I so appreciate your willingness to invite us all into your "spiritual journey" :) Truly, it does minister to me. And I love to hear my husband's laugh!

Thanks, Jen. It was meant to be funny in that "oh my gosh I know exactly how that feels and so I'm laughing - and yet, ouch!" sort of way. Thanks for reading!

Oh my... this is totally what being in a new place does to one hey! I went to so many new churches as a child and experienced that 'alien' feeling so often that I don't like going to new churches still!

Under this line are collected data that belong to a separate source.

//! Helpers for checking decoded response bodies.

use serde_json::Value;

use crate::error::Error;
use crate::record::Record;

/// Fetch a key that a successful response must carry.
pub(crate) fn require<'a>(body: &'a Value, key: &str, failure: &str) -> Result<&'a Value, Error> {
    body.get(key)
        .filter(|v| !v.is_null())
        .ok_or_else(|| Error::request(None, failure))
}

/// Fetch a key and render it as a string. Numbers are accepted for ids.
pub(crate) fn require_string(body: &Value, key: &str, failure: &str) -> Result<String, Error> {
    match require(body, key, failure)? {
        Value::String(s) => Ok(s.clone()),
        Value::Number(n) => Ok(n.to_string()),
        _ => Err(Error::request(None, failure)),
    }
}

/// Whether `message` matches `expected`, ignoring ASCII case.
pub(crate) fn message_is(body: &Value, expected: &str) -> bool {
    body.get("message")
        .and_then(Value::as_str)
        .is_some_and(|m| m.eq_ignore_ascii_case(expected))
}

/// Read an array of objects, skipping entries that are not objects.
pub(crate) fn records(value: &Value) -> Vec<Record> {
    value
        .as_array()
        .map(|items| {
            items
                .iter()
                .filter_map(|item| Record::from_value(item.clone()))
                .collect()
        })
        .unwrap_or_default()
}

/// Read an array of strings, rendering numbers as strings.
pub(crate) fn strings(value: &Value) -> Vec<String> {
    value
        .as_array()
        .map(|items| {
            items
                .iter()
                .filter_map(|item| match item {
                    Value::String(s) => Some(s.clone()),
                    Value::Number(n) => Some(n.to_string()),
                    _ => None,
                })
                .collect()
        })
        .unwrap_or_default()
}

/// Turn a whole body into a record.
pub(crate) fn into_record(body: Value, failure: &str) -> Result<Record, Error> {
    Record::from_value(body).ok_or_else(|| Error::request(None, failure))
}

#[cfg(test)]
mod tests {
    use super::*;
    use serde_json::json;

    #[test]
    fn null_counts_as_missing() {
        let body = json!({"path": null});
        let err = require(&body, "path", "missing 'path' element").unwrap_err();
        assert_eq!(err.to_string(), "missing 'path' element");
    }

    #[test]
    fn numeric_ids_become_strings() {
        assert_eq!(require_string(&json!({"id": 14}), "id", "x").unwrap(), "14");
    }

    #[test]
    fn message_compare_ignores_case() {
        let body = json!({"message": "fetched units SUCCESSFULLY."});
        assert!(message_is(&body, "Fetched units successfully."));
        assert!(!message_is(&json!({}), "Fetched units successfully."));
    }

    #[test]
    fn records_skip_scalars() {
        let value = json!([{"uuid": "a"}, 3, {"uuid": "b"}]);
        let uuids: Vec<_> = records(&value)
            .iter()
            .filter_map(|r| r.uuid().map(str::to_string))
            .collect();
        assert_eq!(uuids, vec!["a", "b"]);
    }
}
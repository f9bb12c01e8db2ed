//! Response classification.
//!
//! Every JSON endpoint goes through [`decode_json_response`]; the download
//! goes through [`assert_response_code`] alone so its body can be streamed.

use reqwest::header::CONTENT_TYPE;
use reqwest::{Response, StatusCode};
use serde_json::Value;
use tracing::trace;

use crate::error::Error;

/// Check a response against the status code the endpoint returns on success.
///
/// Checks run in this order:
///
/// 1. 403 is an [`Error::Authorization`], whatever was expected.
/// 2. 404 is an [`Error::NotFound`] unless 404 was expected.
/// 3. Any other unexpected status is an [`Error::Request`]. When the body is
///    JSON with an `error_message` key, that message replaces the reason
///    phrase.
/// 4. The expected status returns the response untouched.
pub async fn assert_response_code(
    response: Response,
    expected: StatusCode,
    context: &str,
) -> Result<Response, Error> {
    let status = response.status();
    trace!(status = %status, expected = %expected, "classifying response");

    if let Some(err) = classify_status(status, expected, context) {
        return Err(err);
    }
    if status == expected {
        return Ok(response);
    }

    let mut detail = reason_phrase(status).to_string();
    if is_json(&response)
        && let Ok(body) = response.text().await
        && let Some(message) = server_error_message(&body)
    {
        detail = message;
    }

    Err(Error::request(
        Some(status.as_u16()),
        format!("{}: {}", context, detail),
    ))
}

/// Check the status code and decode the body as JSON.
///
/// Objects and arrays are returned as-is. Any other JSON value, including an
/// empty body, is wrapped in a one-element array.
pub async fn decode_json_response(
    response: Response,
    expected: StatusCode,
    context: &str,
) -> Result<Value, Error> {
    let response = assert_response_code(response, expected, context).await?;
    let status = response.status().as_u16();
    let bytes = response.bytes().await?;

    decode_body(&bytes).map_err(|e| {
        Error::request(
            Some(status),
            format!("{}: response body is not valid JSON ({})", context, e),
        )
    })
}

/// The status-only part of classification: authorization and not-found
/// failures, which never need the body.
pub(crate) fn classify_status(
    status: StatusCode,
    expected: StatusCode,
    context: &str,
) -> Option<Error> {
    let reason = reason_phrase(status);

    if status == StatusCode::FORBIDDEN {
        return Some(Error::Authorization {
            status: status.as_u16(),
            message: format!(
                "Invalid credentials or insufficient permissions: {}, {}",
                context, reason
            ),
        });
    }

    if status == StatusCode::NOT_FOUND && expected != StatusCode::NOT_FOUND {
        return Some(Error::NotFound {
            status: status.as_u16(),
            message: format!("Item was not located: {}, {}", context, reason),
        });
    }

    None
}

pub(crate) fn decode_body(bytes: &[u8]) -> Result<Value, serde_json::Error> {
    if bytes.iter().all(u8::is_ascii_whitespace) {
        return Ok(Value::Array(vec![Value::Null]));
    }

    let value: Value = serde_json::from_slice(bytes)?;
    Ok(match value {
        Value::Object(_) | Value::Array(_) => value,
        scalar => Value::Array(vec![scalar]),
    })
}

/// Pull `error_message` out of a JSON error body.
pub(crate) fn server_error_message(body: &str) -> Option<String> {
    let value: Value = serde_json::from_str(body).ok()?;
    match value.get("error_message")? {
        Value::String(s) => Some(s.clone()),
        Value::Null => None,
        other => Some(other.to_string()),
    }
}

fn is_json(response: &Response) -> bool {
    response
        .headers()
        .get_all(CONTENT_TYPE)
        .iter()
        .filter_map(|v| v.to_str().ok())
        .any(|v| v.to_ascii_lowercase().contains("application/json"))
}

fn reason_phrase(status: StatusCode) -> &'static str {
    status.canonical_reason().unwrap_or("Unknown Status")
}
//! HTTP transport and response classification.

pub(crate) mod body;
mod classify;
mod client;

pub use classify::{assert_response_code, decode_json_response};
pub use client::{ApiClient, build_http_client};
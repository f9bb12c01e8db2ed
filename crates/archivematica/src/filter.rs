//! Django-style query filters for Storage Service list endpoints.

use std::fmt;

use url::form_urlencoded;

/// A filter value.
#[derive(Clone, Debug, PartialEq)]
pub enum FilterValue {
    Text(String),
    Integer(i64),
    Float(f64),
    Bool(bool),
}

impl fmt::Display for FilterValue {
    fn fmt(&self, f: &mut fmt::Formatter<'_>) -> fmt::Result {
        match self {
            FilterValue::Text(s) => f.write_str(s),
            FilterValue::Integer(i) => write!(f, "{}", i),
            FilterValue::Float(x) => write!(f, "{}", x),
            FilterValue::Bool(b) => f.write_str(if *b { "true" } else { "false" }),
        }
    }
}

impl From<&str> for FilterValue {
    fn from(value: &str) -> Self {
        FilterValue::Text(value.to_string())
    }
}

impl From<String> for FilterValue {
    fn from(value: String) -> Self {
        FilterValue::Text(value)
    }
}

impl From<i64> for FilterValue {
    fn from(value: i64) -> Self {
        FilterValue::Integer(value)
    }
}

impl From<i32> for FilterValue {
    fn from(value: i32) -> Self {
        FilterValue::Integer(value.into())
    }
}

impl From<f64> for FilterValue {
    fn from(value: f64) -> Self {
        FilterValue::Float(value)
    }
}

impl From<bool> for FilterValue {
    fn from(value: bool) -> Self {
        FilterValue::Bool(value)
    }
}

/// Field lookups appended to the field name as `__<lookup>`.
#[derive(Clone, Copy, Debug, PartialEq, Eq)]
pub enum Adjustment {
    LessThan,
    GreaterThan,
    StartsWith,
}

impl Adjustment {
    pub fn as_str(&self) -> &'static str {
        match self {
            Adjustment::LessThan => "lt",
            Adjustment::GreaterThan => "gt",
            Adjustment::StartsWith => "startswith",
        }
    }
}

/// One `field[__lookup]=value` filter.
///
/// ```
/// use archivematica::DjangoFilter;
///
/// let filter = DjangoFilter::new("description", "Main pipeline").starts_with();
/// assert_eq!(filter.field(), "description__startswith");
/// assert_eq!(filter.value(), "Main pipeline");
/// assert_eq!(filter.build(), "description__startswith=Main+pipeline");
/// ```
#[derive(Clone, Debug, PartialEq)]
pub struct DjangoFilter {
    field: String,
    value: FilterValue,
    adjustment: Option<Adjustment>,
}

impl DjangoFilter {
    pub fn new(field: impl Into<String>, value: impl Into<FilterValue>) -> Self {
        Self {
            field: field.into(),
            value: value.into(),
            adjustment: None,
        }
    }

    pub fn less_than(mut self) -> Self {
        self.adjustment = Some(Adjustment::LessThan);
        self
    }

    pub fn greater_than(mut self) -> Self {
        self.adjustment = Some(Adjustment::GreaterThan);
        self
    }

    pub fn starts_with(mut self) -> Self {
        self.adjustment = Some(Adjustment::StartsWith);
        self
    }

    pub fn clear_adjustment(mut self) -> Self {
        self.adjustment = None;
        self
    }

    pub fn adjustment(&self) -> Option<Adjustment> {
        self.adjustment
    }

    /// The field name including any lookup suffix.
    pub fn field(&self) -> String {
        match self.adjustment {
            Some(adjustment) => format!("{}__{}", self.field, adjustment.as_str()),
            None => self.field.clone(),
        }
    }

    /// The value as sent, before URL encoding.
    pub fn value(&self) -> String {
        self.value.to_string()
    }

    /// The filter as a `(name, value)` query pair.
    pub fn query_pair(&self) -> (String, String) {
        (self.field(), self.value())
    }

    /// Render as `field=value` with the value URL encoded.
    pub fn build(&self) -> String {
        let value = self.value();
        let encoded: String = form_urlencoded::byte_serialize(value.as_bytes()).collect();
        format!("{}={}", self.field(), encoded)
    }
}

impl fmt::Display for DjangoFilter {
    fn fmt(&self, f: &mut fmt::Formatter<'_>) -> fmt::Result {
        f.write_str(&self.build())
    }
}

#[cfg(test)]
mod tests {
    use super::*;

    #[test]
    fn builds_each_value_kind() {
        assert_eq!(DjangoFilter::new("some-field", "some-value").build(), "some-field=some-value");
        assert_eq!(DjangoFilter::new("some-field", 5).build(), "some-field=5");
        assert_eq!(DjangoFilter::new("some-field", 5.5).build(), "some-field=5.5");
        assert_eq!(DjangoFilter::new("some-field", true).build(), "some-field=true");
        assert_eq!(DjangoFilter::new("some-field", false).build(), "some-field=false");
    }

    #[test]
    fn adjustments_suffix_the_field() {
        let filter = DjangoFilter::new("some-field", "data");
        assert_eq!(filter.field(), "some-field");
        assert_eq!(filter.clone().less_than().field(), "some-field__lt");
        assert_eq!(filter.clone().greater_than().field(), "some-field__gt");
        assert_eq!(filter.starts_with().field(), "some-field__startswith");
    }

    #[test]
    fn last_adjustment_wins() {
        let filter = DjangoFilter::new("some-field", 5.5)
            .starts_with()
            .less_than()
            .greater_than();
        assert_eq!(filter.build(), "some-field__gt=5.5");
        assert_eq!(filter.clear_adjustment().build(), "some-field=5.5");
    }

    #[test]
    fn value_is_not_encoded_but_build_is() {
        let filter = DjangoFilter::new("some-field", "value : with");
        assert_eq!(filter.value(), "value : with");
        assert_eq!(filter.build(), "some-field=value+%3A+with");
    }

    #[test]
    fn numbers_render_as_strings() {
        assert_eq!(DjangoFilter::new("f", 123).value(), "123");
        assert_eq!(DjangoFilter::new("f", 987.654).value(), "987.654");
    }
}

Bravo with the faith journey. I haven't written about it on my blog yet, but I feel as if every single faith thing I knew is being turned on its head. Thankfully our new pastor isn't scared of this, and perhaps is even encouraging all of us to take this journey. Yesterday a friend who has lived in China for three years came around and for nearly four hours we discussed our parallel journeys... amazing we were working through exactly the same things totally disconnected, just writing veiled emails about other things! Maybe we're all on the same journey... would love to be able to chat about it further!

Peace to you in your journey!

I find this thought comforting: People think about us far less than we think.

Ouch! is just about right. Funny, but sharp as well.

Your primary relationship with the church is the one you have with Jesus, and I'm pretty sure you get forgiveness from that quarter even if you did wear a political button on your shirt ;).

Plus we still love you.

Thanks for your commiseration and laughter, y'all!

My subsequent visits are going better, but hoo-boy am I learning about just exactly where my "comfort zone" is. I want to change, and I realize how hard it is.